Saved entries:
▬▬▬▬▬▬▬▬▬▬

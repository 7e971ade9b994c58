// ─────────────────────────────────────────────────────────────────────────────
// quoter.rs — Pure, synchronous pricing path
//
// No network or lock awaiting happens here: every input (book snapshot,
// risk snapshot, token table) is handed in by value/reference from callers
// who already hold the data. This mirrors the teacher's separation between
// I/O-bearing clients (exchange.rs) and pure decision logic (the spread
// arithmetic inside market_maker.rs's RegimeGovernor), just pushed further:
// here the whole decision sequence is one synchronous function.
// ─────────────────────────────────────────────────────────────────────────────
use std::sync::atomic::{AtomicU64, Ordering};
use std::sync::Mutex;

use crate::config::Config;
use crate::orderbook::{OrderBook, Side, VwapError};
use crate::risk::QuoteDirection;
use crate::token::TokenTable;
use crate::venue::HedgeDirection;

const PROBE_SIZE_BTC: f64 = 0.001;

#[derive(Debug, Clone, Copy, PartialEq, Eq)]
pub enum RejectionReason {
    OrderbookStale,
    InvalidTokenPair,
    SizeOutOfBounds,
    InsufficientLiquidity,
    DirectionNotAllowed,
    PositionCapacityExceeded,
    FundingRateTooNegative,
    NoReferencePrice,
}

impl RejectionReason {
    pub fn as_str(&self) -> &'static str {
        match self {
            RejectionReason::OrderbookStale => "orderbook_stale",
            RejectionReason::InvalidTokenPair => "invalid_token_pair",
            RejectionReason::SizeOutOfBounds => "size_out_of_bounds",
            RejectionReason::InsufficientLiquidity => "insufficient_liquidity",
            RejectionReason::DirectionNotAllowed => "direction_not_allowed",
            RejectionReason::PositionCapacityExceeded => "position_capacity_exceeded",
            RejectionReason::FundingRateTooNegative => "funding_rate_too_negative",
            RejectionReason::NoReferencePrice => "no_reference_price",
        }
    }
}

impl From<VwapError> for RejectionReason {
    fn from(e: VwapError) -> Self {
        match e {
            VwapError::InsufficientLiquidity => RejectionReason::InsufficientLiquidity,
            VwapError::BookStale => RejectionReason::OrderbookStale,
            VwapError::BookEmpty => RejectionReason::NoReferencePrice,
        }
    }
}

#[derive(Debug, Clone)]
pub struct QuoteRequest {
    pub token_in: String,
    pub token_out: String,
    pub amount_in: Option<u128>,
    pub amount_out: Option<u128>,
}

#[derive(Debug, Clone)]
pub struct QuoteResult {
    pub amount_in: Option<u128>,
    pub amount_out: Option<u128>,
    pub btc_size: f64,
    pub we_are_buying_btc: bool,
    pub btc_token_id: String,
    pub usd_token_id: String,
    pub is_exact_out: bool,
    pub spread_bps: f64,
    pub reference_price: f64,
}

/// A snapshot of the fields the Quoter needs from InventoryManager, handed
/// in by the caller so the Quoter itself never touches I/O or locks.
#[derive(Debug, Clone, Copy)]
pub struct RiskInputs {
    pub direction: QuoteDirection,
    pub funding_rate_hourly: f64,
    pub perp_btc: f64,
    /// Precomputed `favorable_basis_bps` for this quote's direction (see
    /// `spot::favorable_basis_bps`), or `None` when the dynamic-spread feed
    /// is disabled or stale. Only ever tightens the spread, never widens it.
    pub favorable_basis_bps: Option<f64>,
}

#[derive(Debug, Default)]
pub struct QuoterStats {
    pub received: AtomicU64,
    pub generated: AtomicU64,
    rejections: Mutex<std::collections::HashMap<&'static str, u64>>,
}

impl QuoterStats {
    fn record_rejection(&self, reason: RejectionReason) {
        let mut map = self.rejections.lock().unwrap();
        *map.entry(reason.as_str()).or_insert(0) += 1;
    }

    pub fn snapshot(&self) -> (u64, u64, std::collections::HashMap<&'static str, u64>) {
        (
            self.received.load(Ordering::Relaxed),
            self.generated.load(Ordering::Relaxed),
            self.rejections.lock().unwrap().clone(),
        )
    }

    pub fn reset(&self) {
        self.received.store(0, Ordering::Relaxed);
        self.generated.store(0, Ordering::Relaxed);
        self.rejections.lock().unwrap().clear();
    }
}

pub struct Quoter<'a> {
    config: &'a Config,
    tokens: &'a TokenTable,
    pub stats: QuoterStats,
}

impl<'a> Quoter<'a> {
    pub fn new(config: &'a Config, tokens: &'a TokenTable) -> Self {
        Self {
            config,
            tokens,
            stats: QuoterStats::default(),
        }
    }

    pub fn get_quote(
        &self,
        request: &QuoteRequest,
        book: &OrderBook,
        risk: RiskInputs,
        now_ms: u64,
    ) -> Result<QuoteResult, RejectionReason> {
        self.stats.received.fetch_add(1, Ordering::Relaxed);
        match self.get_quote_inner(request, book, risk, now_ms) {
            Ok(q) => {
                self.stats.generated.fetch_add(1, Ordering::Relaxed);
                Ok(q)
            }
            Err(reason) => {
                self.stats.record_rejection(reason);
                Err(reason)
            }
        }
    }

    fn get_quote_inner(
        &self,
        request: &QuoteRequest,
        book: &OrderBook,
        risk: RiskInputs,
        now_ms: u64,
    ) -> Result<QuoteResult, RejectionReason> {
        if !book.is_fresh(now_ms) {
            return Err(RejectionReason::OrderbookStale);
        }

        let token_in_is_btc = self.tokens.is_btc(&request.token_in);
        let token_out_is_btc = self.tokens.is_btc(&request.token_out);
        let token_in_is_usd = self.tokens.is_usd(&request.token_in);
        let token_out_is_usd = self.tokens.is_usd(&request.token_out);

        // we_are_buying_btc <=> BTC is token_in (the user is sending us BTC).
        let (btc_token_id, usd_token_id, we_are_buying_btc) =
            match (token_in_is_btc, token_in_is_usd, token_out_is_btc, token_out_is_usd) {
                (true, false, false, true) => (request.token_in.clone(), request.token_out.clone(), true),
                (false, true, true, false) => (request.token_out.clone(), request.token_in.clone(), false),
                _ => return Err(RejectionReason::InvalidTokenPair),
            };

        let btc_info = self
            .tokens
            .info(&btc_token_id)
            .ok_or(RejectionReason::InvalidTokenPair)?;

        let is_exact_out = request.amount_out.is_some();

        let (mut btc_size, reference_price, refine) = self.resolve_size_and_price(
            request,
            book,
            we_are_buying_btc,
            is_exact_out,
            btc_info.pow10,
            now_ms,
        )?;

        if btc_size < self.config.min_trade_size_btc || btc_size > self.config.max_trade_size_btc {
            return Err(RejectionReason::SizeOutOfBounds);
        }

        let allowed = match risk.direction {
            QuoteDirection::Both => true,
            QuoteDirection::BuyOnly => we_are_buying_btc,
            QuoteDirection::SellOnly => !we_are_buying_btc,
            QuoteDirection::None => false,
        };
        if !allowed {
            return Err(RejectionReason::DirectionNotAllowed);
        }

        let hedge_direction = if we_are_buying_btc {
            HedgeDirection::Short
        } else {
            HedgeDirection::Long
        };
        let projected = match hedge_direction {
            HedgeDirection::Short => risk.perp_btc - btc_size,
            HedgeDirection::Long => risk.perp_btc + btc_size,
        };
        if projected.abs() > self.config.max_btc_inventory {
            return Err(RejectionReason::PositionCapacityExceeded);
        }

        if we_are_buying_btc && risk.funding_rate_hourly < self.config.max_negative_funding_rate_hourly {
            return Err(RejectionReason::FundingRateTooNegative);
        }

        let spread_bps = self.effective_spread_bps(risk.favorable_basis_bps);
        let spread = spread_bps / 10_000.0;

        let final_price = if we_are_buying_btc {
            reference_price * (1.0 - spread)
        } else {
            reference_price * (1.0 + spread)
        };

        // The two "specified side is non-BTC" branches derived `btc_size` from
        // the pre-spread VWAP; re-derive it from the post-spread price so the
        // quoted amount and the hedge size agree with the spread actually
        // quoted (the direction/capacity/funding gates above intentionally
        // still use the pre-spread estimate).
        if let Some(usd_amount) = refine {
            btc_size = usd_amount / final_price;
        }

        let (amount_in, amount_out) =
            self.compute_amounts(request, btc_size, final_price, we_are_buying_btc, is_exact_out, btc_info.pow10);

        Ok(QuoteResult {
            amount_in,
            amount_out,
            btc_size,
            we_are_buying_btc,
            btc_token_id,
            usd_token_id,
            is_exact_out,
            spread_bps,
            reference_price: final_price,
        })
    }

    /// Step 3: computes `btc_size` and a VWAP reference price. The two
    /// "specified side is non-BTC" cases require a probe-then-refine pass
    /// because VWAP is nonlinear in size. Returns `(btc_size, reference_price,
    /// refine)`, where `refine` carries the USD amount (human units) behind a
    /// probe-then-refine estimate so the caller can re-derive `btc_size` from
    /// the post-spread price; it is `None` for the two branches where the
    /// BTC size is specified directly.
    fn resolve_size_and_price(
        &self,
        request: &QuoteRequest,
        book: &OrderBook,
        we_are_buying_btc: bool,
        is_exact_out: bool,
        btc_pow10: f64,
        now_ms: u64,
    ) -> Result<(f64, f64, Option<f64>), RejectionReason> {
        match (we_are_buying_btc, is_exact_out) {
            // exact-in, buying BTC: amount_in is BTC-denominated (token_in == BTC)
            (true, false) => {
                let amount_in = request.amount_in.ok_or(RejectionReason::InvalidTokenPair)?;
                let btc_size = amount_in as f64 / btc_pow10;
                let price = book.vwap(Side::Bid, btc_size, now_ms)?;
                Ok((btc_size, price, None))
            }
            // exact-out, buying BTC: amount_out is USD-denominated (token_out == USD), size unknown
            (true, true) => {
                let amount_out_usd = request.amount_out.ok_or(RejectionReason::InvalidTokenPair)?;
                let (size, price, usd_amount) = self.refine_from_usd_amount(book, amount_out_usd, Side::Bid, now_ms)?;
                Ok((size, price, Some(usd_amount)))
            }
            // exact-in, selling BTC: amount_in is USD-denominated, size unknown
            (false, false) => {
                let amount_in_usd = request.amount_in.ok_or(RejectionReason::InvalidTokenPair)?;
                let (size, price, usd_amount) = self.refine_from_usd_amount(book, amount_in_usd, Side::Ask, now_ms)?;
                Ok((size, price, Some(usd_amount)))
            }
            // exact-out, selling BTC: amount_out is BTC-denominated (token_out == BTC)
            (false, true) => {
                let amount_out = request.amount_out.ok_or(RejectionReason::InvalidTokenPair)?;
                let btc_size = amount_out as f64 / btc_pow10;
                let price = book.vwap(Side::Ask, btc_size, now_ms)?;
                Ok((btc_size, price, None))
            }
        }
    }

    /// Returns `(refined_size, refined_price, usd_amount)`; `usd_amount` is
    /// in human units so the caller can recompute size once the final,
    /// post-spread price is known.
    fn refine_from_usd_amount(
        &self,
        book: &OrderBook,
        usd_amount_base_units: u128,
        side: Side,
        now_ms: u64,
    ) -> Result<(f64, f64, f64), RejectionReason> {
        // USD tokens are treated as 6-decimal stablecoins; callers only ever
        // pass this path for USD legs so the constant is local to the refine.
        const USD_POW10: f64 = 1_000_000.0;
        let usd_amount = usd_amount_base_units as f64 / USD_POW10;

        let probe_price = book.vwap(side, PROBE_SIZE_BTC, now_ms)?;
        if probe_price <= 0.0 {
            return Err(RejectionReason::NoReferencePrice);
        }
        let estimated_size = usd_amount / probe_price;

        if estimated_size < self.config.min_trade_size_btc || estimated_size > self.config.max_trade_size_btc {
            return Err(RejectionReason::SizeOutOfBounds);
        }

        let refined_price = book.vwap(side, estimated_size, now_ms)?;
        let refined_size = usd_amount / refined_price;
        Ok((refined_size, refined_price, usd_amount))
    }

    /// Static mode returns the constant `TARGET_SPREAD_BIPS`. Dynamic mode
    /// (§4.8) tightens `BASE_SPREAD_BIPS` by the caller-supplied favorable
    /// basis: `clamp(BASE_SPREAD_BIPS - favorable_basis_bps, 0, BASE_SPREAD_BIPS)`
    /// — basis may only tighten the spread, never widen it past the base.
    fn effective_spread_bps(&self, favorable_basis_bps: Option<f64>) -> f64 {
        if !self.config.dynamic_spread_enabled {
            return self.config.target_spread_bips;
        }
        match favorable_basis_bps {
            Some(basis) => (self.config.base_spread_bips - basis)
                .clamp(0.0, self.config.base_spread_bips),
            None => self.config.target_spread_bips,
        }
    }

    fn compute_amounts(
        &self,
        request: &QuoteRequest,
        btc_size: f64,
        final_price: f64,
        we_are_buying_btc: bool,
        is_exact_out: bool,
        btc_pow10: f64,
    ) -> (Option<u128>, Option<u128>) {
        const USD_POW10: f64 = 1_000_000.0;

        // we_are_buying_btc: BTC is token_in (user sends BTC, receives USD).
        // !we_are_buying_btc: USD is token_in (user sends USD, receives BTC).
        if is_exact_out {
            // amount_out already specified by the caller; compute amount_in,
            // rounding up (solver favor: user pays slightly more).
            let amount_in = if we_are_buying_btc {
                // token_in is BTC
                (btc_size * btc_pow10).ceil() as u128
            } else {
                // token_in is USD
                (btc_size * final_price * USD_POW10).ceil() as u128
            };
            (Some(amount_in), request.amount_out)
        } else {
            // amount_in already specified; compute amount_out, rounding
            // down (solver favor: user receives slightly less).
            let amount_out = if we_are_buying_btc {
                // token_out is USD
                (btc_size * final_price * USD_POW10).floor() as u128
            } else {
                // token_out is BTC
                (btc_size * btc_pow10).floor() as u128
            };
            (request.amount_in, Some(amount_out))
        }
    }
}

▬▬▬▬▬▬▬▬▬▬

## What the task requires
Lines from the start of the records through the one containing "value/reference from callers" are what should be retyped, exactly and in full, both ends included.

## Answer to the exercise
repository 7e971ade9b994c58
// ─────────────────────────────────────────────────────────────────────────────
// quoter.rs — Pure, synchronous pricing path
//
// No network or lock awaiting happens here: every input (book snapshot,
// risk snapshot, token table) is handed in by value/reference from callers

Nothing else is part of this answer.